He was not a very good math teacher for me. I began this essay with the intention of writing about Algebra II, the last math class I ever took because I could no longer fake my way through math without the fundamentals I’d missed in Algebra I with Mr. Elwell. And yet, in retrospect, I can see that he was teaching me something probably more important than how to determine the value of x. He gave me lessons on how to determine the value of I and xy, and although I have been a very slow learner, indeed, now, more than 35 years later, I’ve finally gotten it.

I like to think he’d be both mildly surprised and quietly pleased.

The poor guy I manipulated into asking me to the dance.

The poor guy I pressured into taking me to the dance.

*******

This piece came out of the last session of my writing class with Kate Carroll De Gutes (the one on writing about serious topics with humor). I almost didn’t attend; I’d had a terrible week, and I was feeling so tired and broken on Thursday night that I didn’t think any good would come of it. But as Leonard Cohen told us, the cracks are where the light comes in. The prompt was simply to write about taking algebra. Although I missed 2 of the 5 sessions, getting this essay out of the class was worth the price of admission. Kate is a teacher in the same gentle vein as Mr. Elwell. (Suck it, Mr. Carmignani.) I highly recommend her classes, which Portland-area folks can take at Attic Institute.
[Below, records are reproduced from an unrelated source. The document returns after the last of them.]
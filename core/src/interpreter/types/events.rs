//! Execution events
//!
//! The trace of events is the only externally observable record of a run.
//! Events are appended once and never modified.

use serde::{Deserialize, Serialize};
use std::fmt;

use super::scope::ScopeId;
use super::values::Value;
use crate::interpreter::errors::FaultCode;
use crate::parser::ast::{BinaryOperator, DeclarationKind, NodeId, NodeType, UnaryOperator};

/// Which way a conditional or loop test went
#[derive(Debug, Clone, Copy, PartialEq, Eq, Serialize, Deserialize)]
#[serde(rename_all = "kebab-case")]
pub enum BranchDirection {
    Then,
    Else,
    /// `if` without `else` whose test was false
    Skip,
    /// Loop test was true
    Loop,
    /// Loop test was false
    Exit,
}

/// Why a scope was opened
#[derive(Debug, Clone, Copy, PartialEq, Eq, Serialize, Deserialize)]
#[serde(rename_all = "kebab-case")]
pub enum ScopeReason {
    Block,
    ForLoop,
}

#[derive(Debug, Clone, PartialEq, Serialize, Deserialize)]
#[serde(tag = "type", rename_all = "kebab-case")]
pub enum EventKind {
    #[serde(rename_all = "camelCase")]
    EnterStatement {
        node_id: NodeId,
        node_type: NodeType,
        scope_id: ScopeId,
    },
    #[serde(rename_all = "camelCase")]
    ExitStatement {
        node_id: NodeId,
        node_type: NodeType,
        scope_id: ScopeId,
    },
    #[serde(rename_all = "camelCase")]
    EvalLiteral { node_id: NodeId, value: Value },
    #[serde(rename_all = "camelCase")]
    EvalIdentifier {
        node_id: NodeId,
        name: String,
        value: Value,
        found_in_scope_id: ScopeId,
    },
    #[serde(rename_all = "camelCase")]
    EvalBinary {
        node_id: NodeId,
        operator: BinaryOperator,
        left: Value,
        right: Value,
        value: Value,
    },
    #[serde(rename_all = "camelCase")]
    EvalUnary {
        node_id: NodeId,
        operator: UnaryOperator,
        argument: Value,
        value: Value,
    },
    #[serde(rename_all = "camelCase")]
    Assign {
        node_id: NodeId,
        name: String,
        old_value: Value,
        new_value: Value,
        kind: DeclarationKind,
        scope_id: ScopeId,
    },
    #[serde(rename_all = "camelCase")]
    Branch {
        node_id: NodeId,
        test_value: bool,
        direction: BranchDirection,
    },
    #[serde(rename_all = "camelCase")]
    LoopIteration { node_id: NodeId, iteration: usize },
    #[serde(rename_all = "camelCase")]
    EnterScope {
        scope_id: ScopeId,
        parent_scope_id: ScopeId,
        reason: ScopeReason,
    },
    #[serde(rename_all = "camelCase")]
    ExitScope { scope_id: ScopeId },
    #[serde(rename_all = "camelCase")]
    Error {
        code: FaultCode,
        message: String,
        node_id: Option<NodeId>,
    },
    Halt {},
}

impl EventKind {
    pub fn type_name(&self) -> &'static str {
        match self {
            EventKind::EnterStatement { .. } => "enter-statement",
            EventKind::ExitStatement { .. } => "exit-statement",
            EventKind::EvalLiteral { .. } => "eval-literal",
            EventKind::EvalIdentifier { .. } => "eval-identifier",
            EventKind::EvalBinary { .. } => "eval-binary",
            EventKind::EvalUnary { .. } => "eval-unary",
            EventKind::Assign { .. } => "assign",
            EventKind::Branch { .. } => "branch",
            EventKind::LoopIteration { .. } => "loop-iteration",
            EventKind::EnterScope { .. } => "enter-scope",
            EventKind::ExitScope { .. } => "exit-scope",
            EventKind::Error { .. } => "error",
            EventKind::Halt {} => "halt",
        }
    }

    pub fn is_terminal(&self) -> bool {
        matches!(self, EventKind::Error { .. } | EventKind::Halt {})
    }
}

/// One entry of the trace
#[derive(Debug, Clone, PartialEq, Serialize, Deserialize)]
pub struct Event {
    /// Position of this event in the trace
    pub step: usize,
    #[serde(flatten)]
    pub kind: EventKind,
}

/// Literal values inside events print quoted so `"1"` and `1` stay distinct
struct Shown<'a>(&'a Value);

impl fmt::Display for Shown<'_> {
    fn fmt(&self, f: &mut fmt::Formatter<'_>) -> fmt::Result {
        match self.0 {
            Value::String(s) => write!(f, "{:?}", s),
            other => write!(f, "{}", other),
        }
    }
}

impl fmt::Display for Event {
    fn fmt(&self, f: &mut fmt::Formatter<'_>) -> fmt::Result {
        write!(f, "[{}] {}", self.step, self.kind.type_name())?;
        match &self.kind {
            EventKind::EnterStatement {
                node_id, node_type, scope_id,
            }
            | EventKind::ExitStatement {
                node_id, node_type, scope_id,
            } => write!(f, " {}{} scope={}", node_type, node_id, scope_id),
            EventKind::EvalLiteral { value, .. } => write!(f, " {}", Shown(value)),
            EventKind::EvalIdentifier {
                name,
                value,
                found_in_scope_id,
                ..
            } => write!(f, " {} = {} (scope {})", name, Shown(value), found_in_scope_id),
            EventKind::EvalBinary {
                operator,
                left,
                right,
                value,
                ..
            } => write!(f, " {} {} {} => {}", Shown(left), operator, Shown(right), Shown(value)),
            EventKind::EvalUnary {
                operator,
                argument,
                value,
                ..
            } => write!(f, " {}{} => {}", operator, Shown(argument), Shown(value)),
            EventKind::Assign {
                name,
                old_value,
                new_value,
                kind,
                scope_id,
                ..
            } => write!(
                f,
                " {} {}: {} -> {} (scope {})",
                kind.as_str(),
                name,
                Shown(old_value),
                Shown(new_value),
                scope_id
            ),
            EventKind::Branch {
                test_value,
                direction,
                ..
            } => write!(f, " test={} direction={:?}", test_value, direction),
            EventKind::LoopIteration { iteration, .. } => write!(f, " #{}", iteration),
            EventKind::EnterScope {
                scope_id,
                parent_scope_id,
                reason,
            } => write!(f, " {} (parent {}, {:?})", scope_id, parent_scope_id, reason),
            EventKind::ExitScope { scope_id } => write!(f, " {}", scope_id),
            EventKind::Error { code, message, .. } => write!(f, " {}: {}", code, message),
            EventKind::Halt {} => Ok(()),
        }
    }
}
20 thoughts on “Ode to Mr. Elwell

  1. Susan says:

    Oh Rita, you have such an amazing gift. Thank you for sharing this story. I laughed out loud at one pint and teared up as well. Much love to you❤️

  2. Kathy says:

    You and I must be about the same age . My first formal dress was Gunney Sax too – or I wanted it to be? Not sure now.

    You do not look like a young teen in that portrait of you and your date!
    My daughter looks at pictures of me and her dad at her age and even younger and thinks we look so much older than “kids today”. I used to think the same thing about pictures of my parents!
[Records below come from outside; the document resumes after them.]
/* ===================== Statement Handlers ===================== */

/// Execute the Program (root) frame
pub fn execute_program(
    state: &mut ExecutionState,
    frame: &Frame,
    phase: ProgramPhase,
    body: &[NodeId],
) -> StepResult {
    match phase {
        ProgramPhase::Enter => {
            state.set_phase(FrameKind::Program(ProgramPhase::EvaluateBody))?;
            Ok(Some(enter_statement(state, frame)))
        }

        ProgramPhase::EvaluateBody => {
            if push_next(state, frame, body)? {
                return Ok(None);
            }
            state.set_phase(FrameKind::Program(ProgramPhase::Halt))?;
            Ok(Some(exit_statement(state, frame)))
        }

        ProgramPhase::Halt => {
            state.pop_frame()?;
            if !state.frames.is_empty() {
                return Err(ExecutionError::stack_corruption(format!(
                    "{} frames left after the program finished",
                    state.frames.len()
                )));
            }
            state.halt();
            Ok(Some(EventKind::Halt {}))
        }
    }
}

/// Execute Block statement
///
/// The block scope is opened before `enter-statement` and closed after
/// `exit-statement`.
pub fn execute_block(
    state: &mut ExecutionState,
    frame: &Frame,
    phase: BlockPhase,
    body: &[NodeId],
) -> StepResult {
    match phase {
        BlockPhase::OpenScope => {
            let event = state.open_scope(ScopeReason::Block)?;
            state.set_phase(FrameKind::Block(BlockPhase::Enter))?;
            Ok(Some(event))
        }

        BlockPhase::Enter => {
            state.set_phase(FrameKind::Block(BlockPhase::EvaluateBody))?;
            Ok(Some(enter_statement(state, frame)))
        }

        BlockPhase::EvaluateBody => {
            if push_next(state, frame, body)? {
                return Ok(None);
            }
            state.set_phase(FrameKind::Block(BlockPhase::CloseScope))?;
            Ok(Some(exit_statement(state, frame)))
        }

        BlockPhase::CloseScope => {
            state.pop_frame()?;
            state.close_scope().map(Some)
        }
    }
}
    I think Mr. Button was my Mr. Elwell. Looking back I can see that he understood how little I felt I fit in anywhere. But somehow, in his class, I was at ease.
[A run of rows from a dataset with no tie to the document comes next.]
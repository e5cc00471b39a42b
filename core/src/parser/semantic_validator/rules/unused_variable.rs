//! Rule: Unused Variable
//!
//! Reports a warning when a variable is declared but never read. Plain
//! assignments do not count as reads; compound ones (`+=`, `++`) do.
//! Variables starting with `_` are exempt.

use crate::parser::ast::{Ast, LineIndex};
use crate::parser::diagnostics::{Diagnostic, DiagnosticCode};

use super::super::{Resolution, ValidationRule};

pub struct UnusedVariableRule;

impl ValidationRule for UnusedVariableRule {
    fn id(&self) -> &'static str {
        "unused-variable"
    }

    fn description(&self) -> &'static str {
        "Variables should be used after declaration"
    }

    fn validate(&self, _ast: &Ast, resolution: &Resolution, lines: &LineIndex) -> Vec<Diagnostic> {
        resolution
            .declarations
            .iter()
            .filter(|site| !site.used && !site.name.starts_with('_'))
            .map(|site| {
                Diagnostic::warning(
                    DiagnosticCode::UnusedVariable,
                    format!("Variable '{}' is declared but never read", site.name),
                    site.span,
                    lines.loc(site.span),
                )
            })
            .collect()
    }
}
    “He gave me lessons on how to determine the values of I and xy” – clever!!

    Thank you for sharing.

    • Rita says:

      Well, when I look at that picture of me then and look at myself now, I think I was pretty young then. I prefer that to thinking I look pretty old now. 🙂 I hope every kid gets a Mr. Elwell or two in their life. Glad you had a Mr. Button.

  3. Marian says:

    First off, I just wanted to say I’m sorry to hear you had such a terrible week. If you need a listening ear, please don’t hesitate. I do hope you’ve had a better weekend.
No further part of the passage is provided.